(Beginning of INPUT DATA)

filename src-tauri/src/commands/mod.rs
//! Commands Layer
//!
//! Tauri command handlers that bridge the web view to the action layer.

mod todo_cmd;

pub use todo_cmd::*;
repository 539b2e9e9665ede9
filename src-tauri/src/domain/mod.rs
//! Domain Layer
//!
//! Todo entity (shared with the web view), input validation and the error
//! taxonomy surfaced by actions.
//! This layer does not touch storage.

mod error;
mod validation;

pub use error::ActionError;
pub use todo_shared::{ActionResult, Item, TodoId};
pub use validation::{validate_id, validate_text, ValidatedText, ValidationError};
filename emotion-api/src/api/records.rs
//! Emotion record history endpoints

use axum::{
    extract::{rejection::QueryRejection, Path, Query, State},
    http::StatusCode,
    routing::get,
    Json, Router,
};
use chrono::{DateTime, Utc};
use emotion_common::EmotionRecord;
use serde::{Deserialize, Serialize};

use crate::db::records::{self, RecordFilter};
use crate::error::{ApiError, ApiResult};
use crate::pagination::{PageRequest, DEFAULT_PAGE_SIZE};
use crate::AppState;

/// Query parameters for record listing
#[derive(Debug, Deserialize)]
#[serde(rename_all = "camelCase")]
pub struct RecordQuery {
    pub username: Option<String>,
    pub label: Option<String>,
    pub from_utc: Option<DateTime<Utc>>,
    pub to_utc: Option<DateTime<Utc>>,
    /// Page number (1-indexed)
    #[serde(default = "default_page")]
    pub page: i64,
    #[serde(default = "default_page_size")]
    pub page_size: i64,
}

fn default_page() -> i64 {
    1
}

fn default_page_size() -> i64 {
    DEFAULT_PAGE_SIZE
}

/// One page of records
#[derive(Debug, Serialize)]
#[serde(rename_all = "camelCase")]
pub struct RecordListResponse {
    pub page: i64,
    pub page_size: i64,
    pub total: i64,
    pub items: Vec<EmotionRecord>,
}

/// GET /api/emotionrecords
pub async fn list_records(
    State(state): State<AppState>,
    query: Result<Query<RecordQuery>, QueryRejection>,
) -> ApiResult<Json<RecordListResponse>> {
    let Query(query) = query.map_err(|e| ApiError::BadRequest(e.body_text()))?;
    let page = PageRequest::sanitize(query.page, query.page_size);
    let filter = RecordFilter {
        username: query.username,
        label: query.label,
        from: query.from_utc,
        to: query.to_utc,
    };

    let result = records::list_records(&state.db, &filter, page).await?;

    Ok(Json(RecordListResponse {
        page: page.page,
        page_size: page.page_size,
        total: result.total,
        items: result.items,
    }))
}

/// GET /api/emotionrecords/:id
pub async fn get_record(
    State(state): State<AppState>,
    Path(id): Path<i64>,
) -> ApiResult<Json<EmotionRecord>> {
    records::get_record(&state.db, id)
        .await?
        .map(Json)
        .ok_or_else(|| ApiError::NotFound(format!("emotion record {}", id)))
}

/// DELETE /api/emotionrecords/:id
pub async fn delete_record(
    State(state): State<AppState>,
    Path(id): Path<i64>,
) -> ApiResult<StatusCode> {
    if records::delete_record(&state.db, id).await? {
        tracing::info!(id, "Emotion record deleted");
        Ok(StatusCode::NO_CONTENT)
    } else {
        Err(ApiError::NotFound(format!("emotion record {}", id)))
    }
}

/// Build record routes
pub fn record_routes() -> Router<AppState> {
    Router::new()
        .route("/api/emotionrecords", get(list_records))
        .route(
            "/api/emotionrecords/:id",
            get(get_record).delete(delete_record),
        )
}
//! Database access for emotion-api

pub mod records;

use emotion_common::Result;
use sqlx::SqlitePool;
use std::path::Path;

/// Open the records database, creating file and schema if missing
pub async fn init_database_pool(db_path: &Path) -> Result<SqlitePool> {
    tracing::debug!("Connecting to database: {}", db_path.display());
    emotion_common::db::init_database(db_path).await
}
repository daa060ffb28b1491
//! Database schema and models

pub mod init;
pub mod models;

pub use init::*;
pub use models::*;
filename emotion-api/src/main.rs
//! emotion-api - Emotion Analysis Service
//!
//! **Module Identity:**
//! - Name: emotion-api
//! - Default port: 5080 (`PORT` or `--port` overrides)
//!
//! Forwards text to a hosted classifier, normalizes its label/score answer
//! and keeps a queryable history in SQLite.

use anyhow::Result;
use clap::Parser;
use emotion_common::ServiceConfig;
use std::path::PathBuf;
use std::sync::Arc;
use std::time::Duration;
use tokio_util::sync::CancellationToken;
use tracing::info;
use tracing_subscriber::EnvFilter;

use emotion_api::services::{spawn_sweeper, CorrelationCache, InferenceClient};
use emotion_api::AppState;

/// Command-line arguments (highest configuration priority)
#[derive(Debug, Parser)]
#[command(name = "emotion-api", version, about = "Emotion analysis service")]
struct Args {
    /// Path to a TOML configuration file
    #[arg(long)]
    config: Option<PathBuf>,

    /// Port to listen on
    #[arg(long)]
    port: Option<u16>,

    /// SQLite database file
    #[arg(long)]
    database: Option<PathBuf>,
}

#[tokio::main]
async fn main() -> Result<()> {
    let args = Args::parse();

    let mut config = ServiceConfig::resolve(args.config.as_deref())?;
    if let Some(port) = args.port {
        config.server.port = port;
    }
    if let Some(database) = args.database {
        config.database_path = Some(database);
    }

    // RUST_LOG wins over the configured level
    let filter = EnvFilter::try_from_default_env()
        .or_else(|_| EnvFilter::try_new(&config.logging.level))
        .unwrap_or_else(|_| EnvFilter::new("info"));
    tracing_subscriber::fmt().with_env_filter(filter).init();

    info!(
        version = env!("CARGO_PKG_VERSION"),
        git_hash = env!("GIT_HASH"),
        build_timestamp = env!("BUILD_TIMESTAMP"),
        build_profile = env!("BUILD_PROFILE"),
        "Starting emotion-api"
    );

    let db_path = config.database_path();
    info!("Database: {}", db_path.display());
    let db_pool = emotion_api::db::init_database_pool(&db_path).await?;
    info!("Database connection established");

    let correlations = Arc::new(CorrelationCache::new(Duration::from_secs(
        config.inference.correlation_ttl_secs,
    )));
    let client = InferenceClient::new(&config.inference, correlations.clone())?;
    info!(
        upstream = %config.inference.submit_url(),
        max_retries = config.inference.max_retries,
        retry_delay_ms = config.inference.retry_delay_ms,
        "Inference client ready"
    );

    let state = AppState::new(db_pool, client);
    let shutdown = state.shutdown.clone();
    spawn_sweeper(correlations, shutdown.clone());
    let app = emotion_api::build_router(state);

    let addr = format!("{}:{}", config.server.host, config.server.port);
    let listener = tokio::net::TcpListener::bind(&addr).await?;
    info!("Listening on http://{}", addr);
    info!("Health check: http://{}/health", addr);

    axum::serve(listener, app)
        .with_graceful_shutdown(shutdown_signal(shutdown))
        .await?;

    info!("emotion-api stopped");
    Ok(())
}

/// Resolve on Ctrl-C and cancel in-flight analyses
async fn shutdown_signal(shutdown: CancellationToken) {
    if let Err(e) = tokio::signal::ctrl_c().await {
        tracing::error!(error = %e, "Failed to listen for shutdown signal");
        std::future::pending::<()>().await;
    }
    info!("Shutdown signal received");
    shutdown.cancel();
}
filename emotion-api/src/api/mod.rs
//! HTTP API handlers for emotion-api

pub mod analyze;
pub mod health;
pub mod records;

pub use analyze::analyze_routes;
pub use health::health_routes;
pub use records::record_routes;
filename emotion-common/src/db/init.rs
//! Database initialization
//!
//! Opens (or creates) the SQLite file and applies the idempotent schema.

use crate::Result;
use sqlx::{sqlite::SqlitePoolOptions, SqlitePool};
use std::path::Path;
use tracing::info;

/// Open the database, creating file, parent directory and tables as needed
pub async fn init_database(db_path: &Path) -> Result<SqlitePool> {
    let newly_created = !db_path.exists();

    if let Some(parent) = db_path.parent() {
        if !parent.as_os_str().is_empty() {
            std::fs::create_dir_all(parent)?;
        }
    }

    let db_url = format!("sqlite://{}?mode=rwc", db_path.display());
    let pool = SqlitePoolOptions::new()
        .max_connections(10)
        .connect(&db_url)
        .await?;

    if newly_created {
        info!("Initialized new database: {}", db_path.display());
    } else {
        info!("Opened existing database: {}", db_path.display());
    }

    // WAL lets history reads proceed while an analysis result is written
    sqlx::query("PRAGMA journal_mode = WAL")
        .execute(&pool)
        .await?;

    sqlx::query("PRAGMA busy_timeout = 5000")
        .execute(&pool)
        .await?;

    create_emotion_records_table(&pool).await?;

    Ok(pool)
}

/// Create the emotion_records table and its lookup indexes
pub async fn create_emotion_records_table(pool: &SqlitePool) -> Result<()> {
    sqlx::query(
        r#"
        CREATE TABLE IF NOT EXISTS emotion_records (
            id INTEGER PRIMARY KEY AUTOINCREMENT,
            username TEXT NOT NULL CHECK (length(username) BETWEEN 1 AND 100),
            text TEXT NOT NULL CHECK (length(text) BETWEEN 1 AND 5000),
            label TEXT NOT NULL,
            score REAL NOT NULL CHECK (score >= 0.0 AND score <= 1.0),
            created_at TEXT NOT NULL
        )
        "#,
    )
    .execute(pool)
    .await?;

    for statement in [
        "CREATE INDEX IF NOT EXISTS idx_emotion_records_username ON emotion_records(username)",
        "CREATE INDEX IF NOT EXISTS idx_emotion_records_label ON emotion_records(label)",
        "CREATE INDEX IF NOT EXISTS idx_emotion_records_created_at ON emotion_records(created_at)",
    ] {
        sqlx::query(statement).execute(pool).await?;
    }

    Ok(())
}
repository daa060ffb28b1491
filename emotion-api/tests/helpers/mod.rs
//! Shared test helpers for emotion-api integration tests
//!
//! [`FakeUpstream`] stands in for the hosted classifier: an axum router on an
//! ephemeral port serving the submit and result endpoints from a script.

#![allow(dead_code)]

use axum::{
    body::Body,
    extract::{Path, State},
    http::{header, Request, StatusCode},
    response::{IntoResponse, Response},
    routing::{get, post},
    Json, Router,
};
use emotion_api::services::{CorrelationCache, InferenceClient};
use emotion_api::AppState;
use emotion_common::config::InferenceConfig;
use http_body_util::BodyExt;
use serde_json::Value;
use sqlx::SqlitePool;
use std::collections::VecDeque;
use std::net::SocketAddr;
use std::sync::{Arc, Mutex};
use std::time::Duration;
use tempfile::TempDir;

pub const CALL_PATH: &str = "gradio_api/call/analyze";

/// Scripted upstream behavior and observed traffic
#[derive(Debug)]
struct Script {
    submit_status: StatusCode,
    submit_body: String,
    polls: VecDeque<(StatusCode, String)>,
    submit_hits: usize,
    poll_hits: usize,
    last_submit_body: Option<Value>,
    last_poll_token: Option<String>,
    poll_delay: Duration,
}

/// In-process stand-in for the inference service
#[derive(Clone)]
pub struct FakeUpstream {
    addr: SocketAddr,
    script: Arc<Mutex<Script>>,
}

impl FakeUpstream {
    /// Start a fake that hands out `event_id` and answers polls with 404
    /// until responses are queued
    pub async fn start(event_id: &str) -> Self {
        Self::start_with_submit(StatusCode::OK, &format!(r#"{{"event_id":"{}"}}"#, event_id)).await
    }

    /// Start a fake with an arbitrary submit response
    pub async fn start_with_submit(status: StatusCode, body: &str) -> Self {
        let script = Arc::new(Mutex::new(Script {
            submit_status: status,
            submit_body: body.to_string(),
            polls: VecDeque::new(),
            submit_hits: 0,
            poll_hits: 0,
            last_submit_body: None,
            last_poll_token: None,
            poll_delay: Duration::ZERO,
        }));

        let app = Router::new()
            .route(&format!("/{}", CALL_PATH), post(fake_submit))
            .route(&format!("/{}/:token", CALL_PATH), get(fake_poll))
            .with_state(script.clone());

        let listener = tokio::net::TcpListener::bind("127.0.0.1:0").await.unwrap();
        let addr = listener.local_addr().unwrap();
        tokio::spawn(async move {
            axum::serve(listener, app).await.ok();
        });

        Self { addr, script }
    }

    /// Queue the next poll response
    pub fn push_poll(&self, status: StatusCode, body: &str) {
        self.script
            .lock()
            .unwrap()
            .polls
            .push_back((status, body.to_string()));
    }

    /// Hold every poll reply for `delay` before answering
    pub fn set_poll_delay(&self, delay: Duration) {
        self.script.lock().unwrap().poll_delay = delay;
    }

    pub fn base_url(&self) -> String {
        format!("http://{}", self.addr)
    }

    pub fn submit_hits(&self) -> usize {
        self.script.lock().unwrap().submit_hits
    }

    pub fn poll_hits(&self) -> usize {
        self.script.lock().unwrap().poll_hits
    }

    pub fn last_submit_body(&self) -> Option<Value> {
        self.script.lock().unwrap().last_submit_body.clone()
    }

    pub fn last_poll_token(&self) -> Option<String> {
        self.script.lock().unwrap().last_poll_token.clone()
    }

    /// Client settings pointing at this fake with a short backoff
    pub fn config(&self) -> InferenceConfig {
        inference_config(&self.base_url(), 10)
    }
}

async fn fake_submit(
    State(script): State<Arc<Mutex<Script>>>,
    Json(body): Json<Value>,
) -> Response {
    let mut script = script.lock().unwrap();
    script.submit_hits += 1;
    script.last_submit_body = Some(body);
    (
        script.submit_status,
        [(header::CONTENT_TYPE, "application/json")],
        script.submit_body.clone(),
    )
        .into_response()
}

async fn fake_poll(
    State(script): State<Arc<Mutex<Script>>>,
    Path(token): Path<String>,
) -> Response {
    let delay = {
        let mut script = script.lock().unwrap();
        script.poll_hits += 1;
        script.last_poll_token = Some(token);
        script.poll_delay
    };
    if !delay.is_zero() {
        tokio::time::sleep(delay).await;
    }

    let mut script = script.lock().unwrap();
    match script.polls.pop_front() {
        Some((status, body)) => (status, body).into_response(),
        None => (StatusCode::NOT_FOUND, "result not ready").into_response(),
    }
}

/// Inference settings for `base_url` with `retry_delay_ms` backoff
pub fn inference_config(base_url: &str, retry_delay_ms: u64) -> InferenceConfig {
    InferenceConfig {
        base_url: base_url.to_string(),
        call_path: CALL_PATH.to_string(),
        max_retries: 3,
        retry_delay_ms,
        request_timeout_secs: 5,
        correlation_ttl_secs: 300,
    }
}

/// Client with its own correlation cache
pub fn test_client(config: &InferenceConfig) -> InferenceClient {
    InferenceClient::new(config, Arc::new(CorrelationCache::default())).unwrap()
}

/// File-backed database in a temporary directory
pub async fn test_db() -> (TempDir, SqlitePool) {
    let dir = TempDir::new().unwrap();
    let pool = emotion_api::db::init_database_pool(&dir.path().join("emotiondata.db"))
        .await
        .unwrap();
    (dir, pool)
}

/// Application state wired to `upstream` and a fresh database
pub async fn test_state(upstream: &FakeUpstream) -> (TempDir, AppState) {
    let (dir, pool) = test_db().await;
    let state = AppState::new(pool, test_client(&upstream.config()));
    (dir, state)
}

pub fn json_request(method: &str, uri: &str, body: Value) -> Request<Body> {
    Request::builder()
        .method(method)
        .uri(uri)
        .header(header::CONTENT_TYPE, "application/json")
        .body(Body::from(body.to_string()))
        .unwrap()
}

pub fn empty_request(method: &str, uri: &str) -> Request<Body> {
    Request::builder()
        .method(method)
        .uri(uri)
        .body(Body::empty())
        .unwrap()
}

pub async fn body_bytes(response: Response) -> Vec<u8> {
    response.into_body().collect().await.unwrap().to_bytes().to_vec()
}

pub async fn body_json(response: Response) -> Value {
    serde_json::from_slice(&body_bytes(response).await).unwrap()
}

(End of INPUT DATA)

» PROBLEM STATEMENT
If a line in the data above includes the string "derive", copy it.

» TASK SOLUTION
#[derive(Debug, Deserialize)]
#[derive(Debug, Serialize)]
#[derive(Debug, Parser)]
#[derive(Debug)]
#[derive(Clone)]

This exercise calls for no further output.